Mental Health Diagnoses Too Available While Treatment Remains Elusive
Mental health care in America has been a topic of discussion that has received varying levels of attention. Inadequacies in the current system are often seen as glaring. There is a tendency in this country for the diagnosis of a mental illness to be too readily available, while treatment remains elusive to many. Some experts in the field are now cautioning that this disparity will only get worse as conditions will favor a quick and easy diagnosis over an accurate one.
A person’s mental health is influenced by both situational and biological factors. It is not a matter of nature versus nurture, but one of nature and nurture. Our interactions with our environment clearly impact our physical and emotional lives, but when one person out of 10 responds to a situation with a severe depressive episode, more than the situation is at work. Therefore, it is often necessary to treat the biological factors with medication. However, in order to have comprehensive treatment of mental disorders, clinical interventions are essential and often life-saving.
DSM V and Diagnosis Rates
The major criticisms of the latest version of the Diagnostic and Statistical Manual (DSM V) is that it could pave the way for diagnostic rates to skyrocket. Critics of the DSM V have expressed concerns that the restructuring of many of the definitions and diagnostic criteria for many disorders will result in those loss of normal variation in human behavior. Dissenters insist that mild symptoms have been given too much weight in an effort to create a more encompassing manual for diagnoses for those who seek mental health assistance but present vague symptoms. There is fear that the rate of diagnosis could reflect epidemic proportions based on the lowered threshold for diagnostic qualifications. Many people who exhibit emotional or behavioral disturbances that are mild and would, with time, resolve themselves, would be given medication not necessary to them.
Pharmaceutical Companies Impact on Mental Health Diagnoses
One of the tenets of contention among professionals stems from the role that pharmaceutical companies play in diagnostic rates. Worry over profit-driven inflation effects is not limited to the mental health realm. However, with diagnosis made even easier by the DSM V, there is great concern that diagnoses will become too available and will present a more drastic picture than is reflective of the actual population while treatment for those who need it will remain elusive.

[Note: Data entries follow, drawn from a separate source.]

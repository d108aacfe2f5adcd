use async_trait::async_trait;
use chrono::{DateTime, NaiveDate, Utc};
use tracing::{debug, error};
use ulid::Ulid;

use crate::limits::MAX_RESERVATIONS_PER_RESOURCE;
use crate::model::*;

use super::conflict::{active_overlaps, check_no_conflict, check_operating_hours, price_at_rate};
use super::{Engine, EngineError};

/// Read side of the court catalog, as the resolver sees it.
#[async_trait]
pub trait ResourceCatalog: Send + Sync {
    async fn get_resource(&self, id: Ulid) -> Result<Resource, EngineError>;
}

/// Where reservations live. `save` must re-check overlap atomically with the write.
#[async_trait]
pub trait ReservationStore: Send + Sync {
    /// Reservations on (resource, date) with a status in `statuses` whose slot
    /// overlaps `slot`, minus `exclude_id`.
    async fn find_overlapping(
        &self,
        resource_id: Ulid,
        date: NaiveDate,
        slot: Slot,
        exclude_id: Option<Ulid>,
        statuses: &[ReservationStatus],
    ) -> Result<Vec<Reservation>, EngineError>;

    /// Insert or replace by id. A replacement keeps the stored lifecycle and
    /// booked rate; duration and price are re-derived from the slot.
    async fn save(&self, reservation: Reservation) -> Result<Reservation, EngineError>;

    /// Chronological by (date, start).
    async fn list_by_resource(&self, resource_id: Ulid) -> Result<Vec<Reservation>, EngineError>;

    /// Newest first by (date, start).
    async fn list_by_user(&self, user_id: Ulid) -> Result<Vec<Reservation>, EngineError>;
}

#[async_trait]
impl ResourceCatalog for Engine {
    async fn get_resource(&self, id: Ulid) -> Result<Resource, EngineError> {
        let rs = self
            .resource_state(&id)
            .ok_or(EngineError::ResourceNotFound(id))?;
        let guard = rs.read().await;
        Ok(guard.resource.clone())
    }
}

#[async_trait]
impl ReservationStore for Engine {
    async fn find_overlapping(
        &self,
        resource_id: Ulid,
        date: NaiveDate,
        slot: Slot,
        exclude_id: Option<Ulid>,
        statuses: &[ReservationStatus],
    ) -> Result<Vec<Reservation>, EngineError> {
        let rs = self
            .resource_state(&resource_id)
            .ok_or(EngineError::ResourceNotFound(resource_id))?;
        let guard = rs.read().await;
        if statuses == ACTIVE_STATUSES {
            return Ok(active_overlaps(&guard, date, &slot, exclude_id).cloned().collect());
        }
        Ok(guard
            .overlapping(date, &slot)
            .filter(|r| statuses.contains(&r.status()) && Some(r.id()) != exclude_id)
            .cloned()
            .collect())
    }

    async fn save(&self, mut reservation: Reservation) -> Result<Reservation, EngineError> {
        let id = reservation.id();
        let resource_id = reservation.resource_id();
        if let Some(bound) = self.resource_for_reservation(&id)
            && bound != resource_id {
                return Err(EngineError::AlreadyExists(id));
            }
        let rs = self
            .resource_state(&resource_id)
            .ok_or(EngineError::ResourceNotFound(resource_id))?;
        let mut guard = rs.write().await;

        let moved = match guard.get(&id) {
            Some(current) => {
                if let Err(e) = carry_lifecycle(current, &mut reservation) {
                    metrics::counter!(crate::observability::INVALID_TRANSITIONS_TOTAL).increment(1);
                    error!("reservation {id}: {e}");
                    return Err(e);
                }
                current.date() != reservation.date() || current.slot() != reservation.slot()
            }
            None => {
                if guard.reservation_count() >= MAX_RESERVATIONS_PER_RESOURCE {
                    return Err(EngineError::LimitExceeded("too many reservations on court"));
                }
                true
            }
        };
        if moved && reservation.is_active() {
            if !guard.resource.active {
                return Err(EngineError::ResourceInactive(resource_id));
            }
            check_operating_hours(&guard.resource, &reservation.slot())?;
        }
        if reservation.is_active()
            && let Err(e) = check_no_conflict(&guard, reservation.date(), &reservation.slot(), Some(id)) {
                metrics::counter!(crate::observability::CONFLICTS_TOTAL, "phase" => "commit").increment(1);
                debug!("commit-time conflict for {id} on court {resource_id}: {e}");
                return Err(e);
            }

        // duration and price always follow the slot
        let (_, total_price) = price_at_rate(reservation.hourly_rate, &reservation.slot())?;
        reservation.duration_minutes = reservation.slot().duration_minutes();
        reservation.total_price = total_price;

        let event = Event::ReservationSaved {
            reservation: reservation.clone(),
        };
        self.persist_and_apply(&mut guard, &event).await?;
        Ok(reservation)
    }

    async fn list_by_resource(&self, resource_id: Ulid) -> Result<Vec<Reservation>, EngineError> {
        let rs = self
            .resource_state(&resource_id)
            .ok_or(EngineError::ResourceNotFound(resource_id))?;
        let guard = rs.read().await;
        Ok(guard.reservations().cloned().collect())
    }

    async fn list_by_user(&self, user_id: Ulid) -> Result<Vec<Reservation>, EngineError> {
        let ids = self
            .by_user
            .get(&user_id)
            .map(|e| e.value().clone())
            .unwrap_or_default();
        let mut found = Vec::with_capacity(ids.len());
        for id in ids {
            let Some(rs) = self.resource_for_reservation(&id).and_then(|rid| self.resource_state(&rid)) else {
                continue;
            };
            let guard = rs.read().await;
            if let Some(r) = guard.get(&id) {
                found.push(r.clone());
            }
        }
        found.sort_by(|a, b| (b.date(), b.slot().start()).cmp(&(a.date(), a.slot().start())));
        Ok(found)
    }
}

/// Replacing a stored reservation keeps its lifecycle intact. Terminal
/// reservations are frozen, status moves only along legal edges, and a
/// stamp that is already set never changes. Creation time and the booked
/// rate come from the stored copy.
fn carry_lifecycle(current: &Reservation, incoming: &mut Reservation) -> Result<(), EngineError> {
    let (id, from, to) = (current.id(), current.status(), incoming.status());
    let refused = || EngineError::InvalidTransition { id, from, to };

    if from.is_terminal() {
        return if *incoming == *current { Ok(()) } else { Err(refused()) };
    }
    let rewritten = |set: Option<DateTime<Utc>>, given: Option<DateTime<Utc>>| set.is_some() && set != given;
    if rewritten(current.confirmed_at, incoming.confirmed_at)
        || rewritten(current.cancelled_at, incoming.cancelled_at)
    {
        return Err(refused());
    }

    let mut expected = current.clone();
    if to != from {
        expected.transition(to, Utc::now())?;
    }
    incoming.created_at = current.created_at;
    incoming.hourly_rate = current.hourly_rate;
    incoming.confirmed_at = expected.confirmed_at;
    incoming.cancelled_at = expected.cancelled_at;
    Ok(())
}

In the past, pharmaceutical marketing has resulted in education and awareness being brought to major health concerns, such as cholesterol’s link to heart disease. Dr. Allen Frances, a psychiatrist with 35 years of experience, explained in an interview that patients who ask for a medication specifically are 17 times more likely to receive it. Dr. Frances said that the majority of the prescriptions would come from primary care physicians who would not specialize in or treat any of the mental health diagnoses they prescribe medication for. He also explained that these diagnoses often come after as little as seven minutes of face time with the patient.
The Rates of Treatment Do Not Match Diagnostic Rates
Though medication is readily available to those with enough medical coverage to acquire it, the other elements of treatment for mental illness are much harder to come by. It is often difficult to find or maintain consistent access to dependable care. Treatment methods that are empirically supported are an essential element to the treatment of mental disorders and yet the people who need them the most are not gaining consistent access to them.
Media and Stigmatizing Hinder Progress in Mental Health Reform
One of the problems that arises from over-diagnosing people is the label of the diagnosis itself. Media portrayal of mental illness has been predominantly focused on the rare instances where untreated mental illness has resulted in violent outbursts. News outlets report quickly and sensationally on mass shootings and murder/suicides. Recently, this coverage has been instrumental in bringing mental health “awareness” into the conversation surrounding gun control. But this awareness is stigmatizing and only serves to impress a negative and inaccurate perception of those who suffer with mental illness as violently inclined upon the general public. This can reduce the rates of those who are willing to seek out treatment for fear of being associated with this flawed idea of what mental illness is.
An excellent example of the skewed media coverage regarding mental health can be found in the recent announcement of a massive bill meant to overhaul mental health care. Only eight reporters attended the press conference for the bill and of them, only two asked questions. Instead, most of the recent focus on mental health has been in regards to the tragic shooting that took place at Sandy Hook Elementary nearly a year ago. According to the Surgeon General, this constant linking of mental illness to violence has only served to misinform the public and fuel stigma based discrimination.
The reality of violent crimes is that only about three to five percent of them are the result of mental illness. Most crimes committed by the mentally ill are considered “nuisance” crimes and are largely preventable with proper treatment and housing. Yet, according to Dr. Frances. securing out-patient treatment is still harder than buying a gun.
As treatment remains elusive for people who need it and mental health diagnoses become even more available, many professionals caution that a picture of resource misallocation is presenting itself as a major hurdle to mental health care being effectively practiced. Hardly anyone appears to argue against the need for reform. The fact that professionals within the field are taking such active roles of advocation bodes well for the potential of the field to improve.